Kelly looked back at the wall for a picture, touched his nose with his right forefinger, rubbed it and saw something.
“What did you see?” I pushed gently.
He shook his head. “Don’t know,” he said, moving his right hand down to rub his chin. “Have a sort of feeling there was a round something, like a balloon or a face or the moon. I didn’t really look up there. I just kept running and running harder when I heard that truck right behind me. I remember thinking that the damned fool was going to run me down, and those tickets weren’t worth my life.”
Kelly looked at me to see if I was making sense out of this or thinking he was imagining things. I looked blank and straight without blinking so he’d go on, which he did.
“Anyway, the tickets went in the mud, and I leaped over the puddle and did a flying side roll to the left. Hadn’t done one of those in almost ten years. Felt my side pull and hit a pile of Indian clubs a juggling act was unpacking. The truck went right by. I was rolling around in the clubs, but I watched it go. Missed me by no more than a foot, and there was no driver anymore, if there’d been one in the first place.”
“Did you ask anyone if they had seen who started the truck?” I asked, reaching over for my cup. The cup was heavy and clean. Lots of things in this circus were heavy, clean, and repainted. I figured things were heavy so they wouldn’t get destroyed in all the moving, and clean because the circus people didn’t want to feel any shabbier than an Arab bandit life forced them to be.
“No luck,” said Kelly, getting up to pour me coffee from the metal pot brewing on the hot plate. I watched the cloud of steam rise, put my hand over it and felt the moist circle of heat touch me.

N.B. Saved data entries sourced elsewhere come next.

use crate::models::*;
use crate::services::LotteryService;
use actix_web::{HttpResponse, ResponseError, Result, web};
use serde_json::json;

#[utoipa::path(
    get,
    path = "/lottery/results",
    tag = "lottery",
    responses(
        (status = 200, description = "已开奖轮次及中奖名单（手机号脱敏）", body = [LotteryResultResponse])
    )
)]
pub async fn get_results(service: web::Data<LotteryService>) -> Result<HttpResponse> {
    match service.list_results().await {
        Ok(list) => Ok(HttpResponse::Ok().json(json!({ "success": true, "data": list }))),
        Err(e) => Ok(e.error_response()),
    }
}

pub fn lottery_config(cfg: &mut web::ServiceConfig) {
    cfg.service(web::scope("/lottery").route("/results", web::get().to(get_results)));
}
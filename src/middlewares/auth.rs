use crate::error::{AppError, AppResult};
use crate::utils::JwtService;
use actix_web::http::Method;
use actix_web::{
    Error, HttpMessage, HttpRequest,
    dev::{Service, ServiceRequest, ServiceResponse, Transform, forward_ready},
};
use futures_util::future::LocalBoxFuture;
use std::future::{Ready, ready};

/// 鉴权通过后写入请求扩展
#[derive(Debug, Clone, Copy, PartialEq, Eq)]
pub struct AuthUser {
    pub user_id: i64,
    pub is_admin: bool,
}

// 公开路径配置
struct PublicPaths {
    exact_paths: Vec<&'static str>,
    prefix_paths: Vec<&'static str>,
    // 仅 GET 公开（浏览帖子、查看开奖结果）
    read_only_prefixes: Vec<&'static str>,
}

impl PublicPaths {
    fn new() -> Self {
        Self {
            exact_paths: vec!["/swagger-ui", "/swagger-ui/", "/api-docs/openapi.json"],
            prefix_paths: vec!["/swagger-ui/", "/api-docs/"],
            read_only_prefixes: vec!["/api/v1/posts", "/api/v1/lottery/"],
        }
    }

    fn is_public(&self, method: &Method, path: &str) -> bool {
        if self.exact_paths.contains(&path) {
            return true;
        }

        if self
            .prefix_paths
            .iter()
            .any(|&prefix| path.starts_with(prefix))
        {
            return true;
        }

        method == Method::GET
            && self
                .read_only_prefixes
                .iter()
                .any(|&prefix| path.starts_with(prefix))
    }
}

pub struct AuthMiddleware {
    jwt_service: JwtService,
}

impl AuthMiddleware {
    pub fn new(jwt_service: JwtService) -> Self {
        Self { jwt_service }
    }
}

impl<S, B> Transform<S, ServiceRequest> for AuthMiddleware
where
    S: Service<ServiceRequest, Response = ServiceResponse<B>, Error = Error>,
    S::Future: 'static,
    B: 'static,
{
    type Response = ServiceResponse<B>;
    type Error = Error;
    type InitError = ();
    type Transform = AuthMiddlewareService<S>;
    type Future = Ready<Result<Self::Transform, Self::InitError>>;

    fn new_transform(&self, service: S) -> Self::Future {
        ready(Ok(AuthMiddlewareService {
            service,
            jwt_service: self.jwt_service.clone(),
            public_paths: PublicPaths::new(),
        }))
    }
}

pub struct AuthMiddlewareService<S> {
    service: S,
    jwt_service: JwtService,
    public_paths: PublicPaths,
}

impl<S, B> Service<ServiceRequest> for AuthMiddlewareService<S>
where
    S: Service<ServiceRequest, Response = ServiceResponse<B>, Error = Error>,
    S::Future: 'static,
    B: 'static,
{
    type Response = ServiceResponse<B>;
    type Error = Error;
    type Future = LocalBoxFuture<'static, Result<Self::Response, Self::Error>>;

    forward_ready!(service);

    fn call(&self, req: ServiceRequest) -> Self::Future {
        // 放行所有 CORS 预检请求
        if req.method() == Method::OPTIONS {
            return Box::pin(self.service.call(req));
        }

        if self.public_paths.is_public(req.method(), req.path()) {
            return Box::pin(self.service.call(req));
        }

        let token = req
            .headers()
            .get("Authorization")
            .and_then(|v| v.to_str().ok())
            .and_then(|v| v.strip_prefix("Bearer "))
            .map(str::to_owned);

        let Some(token) = token else {
            let error = AppError::AuthError("Missing access token".to_string());
            return Box::pin(async move { Err(error.into()) });
        };

        let auth_user = self
            .jwt_service
            .verify_token(&token)
            .and_then(|claims| {
                Ok(AuthUser {
                    user_id: claims.user_id()?,
                    is_admin: claims.is_admin,
                })
            });

        match auth_user {
            Ok(user) => {
                req.extensions_mut().insert(user);
                Box::pin(self.service.call(req))
            }
            Err(_) => {
                let error = AppError::AuthError("Invalid access token".to_string());
                Box::pin(async move { Err(error.into()) })
            }
        }
    }
}

/// 获取当前登录用户
pub fn current_user(req: &HttpRequest) -> AppResult<AuthUser> {
    req.extensions()
        .get::<AuthUser>()
        .copied()
        .ok_or_else(|| AppError::AuthError("Missing access token".to_string()))
}

/// 仅管理员
pub fn require_admin(req: &HttpRequest) -> AppResult<AuthUser> {
    let user = current_user(req)?;
    if !user.is_admin {
        return Err(AppError::Forbidden);
    }
    Ok(user)
}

“Gus the Gus had been holding the rigging, hadn’t looked back. Ticket guy had his eyes on the tickets. Nobody saw. Nobody knew.”

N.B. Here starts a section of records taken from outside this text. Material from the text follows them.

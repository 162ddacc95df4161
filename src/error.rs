use actix_web::{HttpResponse, ResponseError};
use serde_json::json;
use thiserror::Error;

pub type AppResult<T> = Result<T, AppError>;

#[derive(Error, Debug)]
pub enum AppError {
    #[error("Database error: {0}")]
    DatabaseError(#[from] sea_orm::DbErr),

    #[error("No free post identifier after {attempts} attempts")]
    IdentifierExhaustion { attempts: u32 },

    #[error("Lottery round {0} has already been drawn")]
    AlreadyDrawn(i64),

    #[error("Validation error: {0}")]
    ValidationError(String),

    #[error("Auth error: {0}")]
    AuthError(String),

    #[error("Not found: {0}")]
    NotFound(String),

    #[error("Forbidden")]
    Forbidden,

    #[error("Conflict: {0}")]
    Conflict(String),

    #[error("Operation timed out: {0}")]
    Timeout(String),

    #[error("Config error: {0}")]
    ConfigError(String),

    #[error("Internal server error: {0}")]
    InternalError(String),

    #[error("JWT error: {0}")]
    JwtError(#[from] jsonwebtoken::errors::Error),

    #[error("JSON serialization/deserialization error: {0}")]
    SerdeJsonError(#[from] serde_json::Error),
}

impl AppError {
    fn status_and_code(&self) -> (actix_web::http::StatusCode, &'static str) {
        use actix_web::http::StatusCode;
        match self {
            AppError::ValidationError(_) => (StatusCode::BAD_REQUEST, "VALIDATION_ERROR"),
            AppError::AlreadyDrawn(_) => (StatusCode::BAD_REQUEST, "ALREADY_DRAWN"),
            AppError::AuthError(_) | AppError::JwtError(_) => {
                (StatusCode::UNAUTHORIZED, "AUTH_ERROR")
            }
            AppError::NotFound(_) => (StatusCode::NOT_FOUND, "NOT_FOUND"),
            AppError::Forbidden => (StatusCode::FORBIDDEN, "FORBIDDEN"),
            AppError::Conflict(_) => (StatusCode::CONFLICT, "CONFLICT"),
            AppError::Timeout(_) => (StatusCode::GATEWAY_TIMEOUT, "TIMEOUT"),
            AppError::IdentifierExhaustion { .. } => {
                (StatusCode::INTERNAL_SERVER_ERROR, "IDENTIFIER_EXHAUSTED")
            }
            AppError::DatabaseError(_) => (StatusCode::INTERNAL_SERVER_ERROR, "DATABASE_ERROR"),
            _ => (StatusCode::INTERNAL_SERVER_ERROR, "INTERNAL_ERROR"),
        }
    }
}

impl ResponseError for AppError {
    fn status_code(&self) -> actix_web::http::StatusCode {
        self.status_and_code().0
    }

    fn error_response(&self) -> HttpResponse {
        let (status_code, error_code) = self.status_and_code();
        let message = match self {
            AppError::ValidationError(msg) | AppError::AuthError(msg) => {
                log::warn!("{self}");
                msg.clone()
            }
            AppError::NotFound(msg) | AppError::Conflict(msg) => msg.clone(),
            AppError::AlreadyDrawn(_) => {
                log::warn!("{self}");
                self.to_string()
            }
            AppError::Forbidden => {
                log::warn!("Forbidden access");
                "Forbidden".to_string()
            }
            AppError::JwtError(err) => {
                log::warn!("JWT error: {err}");
                "Invalid access token".to_string()
            }
            AppError::IdentifierExhaustion { .. } => {
                log::error!("{self}");
                "Could not allocate a post identifier, please retry later".to_string()
            }
            AppError::Timeout(msg) => {
                log::error!("Operation timed out: {msg}");
                "Operation timed out".to_string()
            }
            AppError::DatabaseError(err) => {
                log::error!("Database error: {err}");
                "Database error".to_string()
            }
            _ => {
                log::error!("Internal error: {self}");
                "Internal server error".to_string()
            }
        };

        HttpResponse::build(status_code).json(json!({
            "success": false,
            "error": {
                "code": error_code,
                "message": message
            }
        }))
    }
}

#[cfg(test)]
mod tests {
    use super::*;
    use actix_web::http::StatusCode;

    #[test]
    fn test_lottery_errors_map_to_expected_status() {
        assert_eq!(
            AppError::NotFound("round".into()).status_code(),
            StatusCode::NOT_FOUND
        );
        assert_eq!(AppError::AlreadyDrawn(7).status_code(), StatusCode::BAD_REQUEST);
        assert_eq!(
            AppError::IdentifierExhaustion { attempts: 10_000 }.status_code(),
            StatusCode::INTERNAL_SERVER_ERROR
        );
        assert_eq!(
            AppError::Conflict("dup".into()).status_code(),
            StatusCode::CONFLICT
        );
    }

    #[test]
    fn test_database_error_message_is_hidden() {
        let err = AppError::DatabaseError(sea_orm::DbErr::Custom("password=secret".into()));
        let resp = err.error_response();
        assert_eq!(resp.status(), StatusCode::INTERNAL_SERVER_ERROR);
    }
}
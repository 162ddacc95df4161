pub mod lottery_rounds;
pub mod posts;
pub mod users;

pub use lottery_rounds as lottery_round_entity;
pub use posts as post_entity;
pub use users as user_entity;
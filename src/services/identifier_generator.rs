use crate::database::PostRepository;
use crate::error::{AppError, AppResult};
use crate::models::{PostIdentifier, SUFFIX_SPACE};
use chrono::Local;
use rand::rngs::StdRng;
use rand::{Rng, SeedableRng};
use std::sync::Arc;

/// 帖子编号生成器
///
/// 当前小时前缀 + 随机三位后缀，逐个检查是否已被占用，最多尝试 `max_attempts` 次。
/// 检查与插入之间没有加锁，两个并发请求可能拿到同一个编号；
/// 最终以 `posts.identifier` 唯一索引为准（插入时返回 Conflict）。
#[derive(Clone)]
pub struct IdentifierGenerator {
    posts: Arc<dyn PostRepository>,
    max_attempts: u32,
}

impl IdentifierGenerator {
    pub const DEFAULT_MAX_ATTEMPTS: u32 = 10_000;

    pub fn new(posts: Arc<dyn PostRepository>, max_attempts: u32) -> Self {
        Self {
            posts,
            max_attempts: max_attempts.max(1),
        }
    }

    pub async fn generate(&self) -> AppResult<PostIdentifier> {
        let prefix = PostIdentifier::prefix_at(&Local::now());
        let mut rng = StdRng::from_entropy();
        self.generate_with(&prefix, &mut rng).await
    }

    pub async fn generate_with<R>(&self, prefix: &str, rng: &mut R) -> AppResult<PostIdentifier>
    where
        R: Rng + Send,
    {
        for attempt in 1..=self.max_attempts {
            let candidate = PostIdentifier::from_prefix(prefix, rng.gen_range(0..SUFFIX_SPACE));
            if !self.posts.exists_post_with_identifier(&candidate).await? {
                return Ok(candidate);
            }
            log::debug!("Post identifier {candidate} already taken (attempt {attempt})");
        }

        log::warn!(
            "No free post identifier for prefix {prefix} after {} attempts",
            self.max_attempts
        );
        Err(AppError::IdentifierExhaustion {
            attempts: self.max_attempts,
        })
    }
}

#[cfg(test)]
mod tests {
    use super::*;
    use crate::database::memory::MemoryStore;
    use regex::Regex;
    use std::collections::HashSet;

    const PREFIX: &str = "2024_03_07_09_HEMUNG_";

    fn store_with_taken(suffixes: impl Iterator<Item = u16>) -> Arc<MemoryStore> {
        let store = Arc::new(MemoryStore::new());
        store.add_user(1, "kim", "01012345678");
        for s in suffixes {
            store.add_post(1, &format!("{PREFIX}{s:03}"));
        }
        store
    }

    #[tokio::test]
    async fn test_generated_identifier_format() {
        let store = Arc::new(MemoryStore::new());
        let generator = IdentifierGenerator::new(store, IdentifierGenerator::DEFAULT_MAX_ATTEMPTS);
        let id = generator.generate().await.unwrap();

        let pattern = Regex::new(r"^\d{4}_\d{2}_\d{2}_\d{2}_HEMUNG_\d{3}$").unwrap();
        assert!(pattern.is_match(id.as_str()), "unexpected format: {id}");
    }

    #[tokio::test]
    async fn test_never_returns_an_existing_identifier() {
        // 900 个后缀已被占用，只剩 100 个
        let store = store_with_taken(0..900);
        let existing: HashSet<String> = (0..900u16).map(|s| format!("{PREFIX}{s:03}")).collect();
        let generator = IdentifierGenerator::new(store.clone(), 10_000);

        for seed in 0..50 {
            let mut rng = StdRng::seed_from_u64(seed);
            let id = generator.generate_with(PREFIX, &mut rng).await.unwrap();
            assert!(id.as_str().starts_with(PREFIX));
            assert!(!existing.contains(id.as_str()), "{id} was already taken");
            assert!(id.suffix().parse::<u16>().unwrap() >= 900);
        }
    }

    #[tokio::test]
    async fn test_other_hours_do_not_block_a_suffix() {
        let store = Arc::new(MemoryStore::new());
        store.add_user(1, "kim", "01012345678");
        for s in 0..SUFFIX_SPACE {
            store.add_post(1, &format!("2024_03_07_08_HEMUNG_{s:03}"));
        }
        let generator = IdentifierGenerator::new(store.clone(), 1);
        let mut rng = StdRng::seed_from_u64(7);
        let id = generator.generate_with(PREFIX, &mut rng).await.unwrap();
        assert!(id.as_str().starts_with(PREFIX));
        assert_eq!(store.exists_checks(), 1);
    }

    #[tokio::test]
    async fn test_exhaustion_after_exactly_max_attempts() {
        let store = store_with_taken(0..SUFFIX_SPACE);
        let generator = IdentifierGenerator::new(store.clone(), 10_000);
        let mut rng = StdRng::seed_from_u64(42);

        let err = generator.generate_with(PREFIX, &mut rng).await.unwrap_err();
        assert!(matches!(err, AppError::IdentifierExhaustion { attempts: 10_000 }));
        assert_eq!(store.exists_checks(), 10_000);
    }

    #[tokio::test]
    async fn test_exhaustion_respects_configured_bound() {
        let store = store_with_taken(0..SUFFIX_SPACE);
        let generator = IdentifierGenerator::new(store.clone(), 3);
        let mut rng = StdRng::seed_from_u64(1);

        assert!(matches!(
            generator.generate_with(PREFIX, &mut rng).await,
            Err(AppError::IdentifierExhaustion { attempts: 3 })
        ));
        assert_eq!(store.exists_checks(), 3);
    }

    #[tokio::test]
    async fn test_deleted_post_keeps_its_identifier() {
        use crate::database::PostRepository;

        let store = store_with_taken(0..SUFFIX_SPACE);
        let deleted = store
            .find_post_by_identifier(&PostIdentifier::parse(&format!("{PREFIX}500")).unwrap())
            .await
            .unwrap()
            .unwrap();
        store.soft_delete_post(deleted.id).await.unwrap();

        let generator = IdentifierGenerator::new(store.clone(), 50);
        let mut rng = StdRng::seed_from_u64(3);
        assert!(matches!(
            generator.generate_with(PREFIX, &mut rng).await,
            Err(AppError::IdentifierExhaustion { .. })
        ));
    }
}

“Then that’s about it for now,” I said. “I’ll pick up on it in the morning.”
“OK,” said Kelly, getting up to scratch his legs. “See you in the morning.” He went out, closing the door gently behind him.
Whatever dreams I had were gone by morning except for one picture, Alfred Hitchcock near the lion cage. I remembered that he had been near the cage when I had talked to Henry the keeper. There was some chance that he had seen whoever had let the lion out or seen someone suspicious near the cage. After all, it had happened between the time I had talked to Henry and the start of the show, not too long, maybe fifteen minutes.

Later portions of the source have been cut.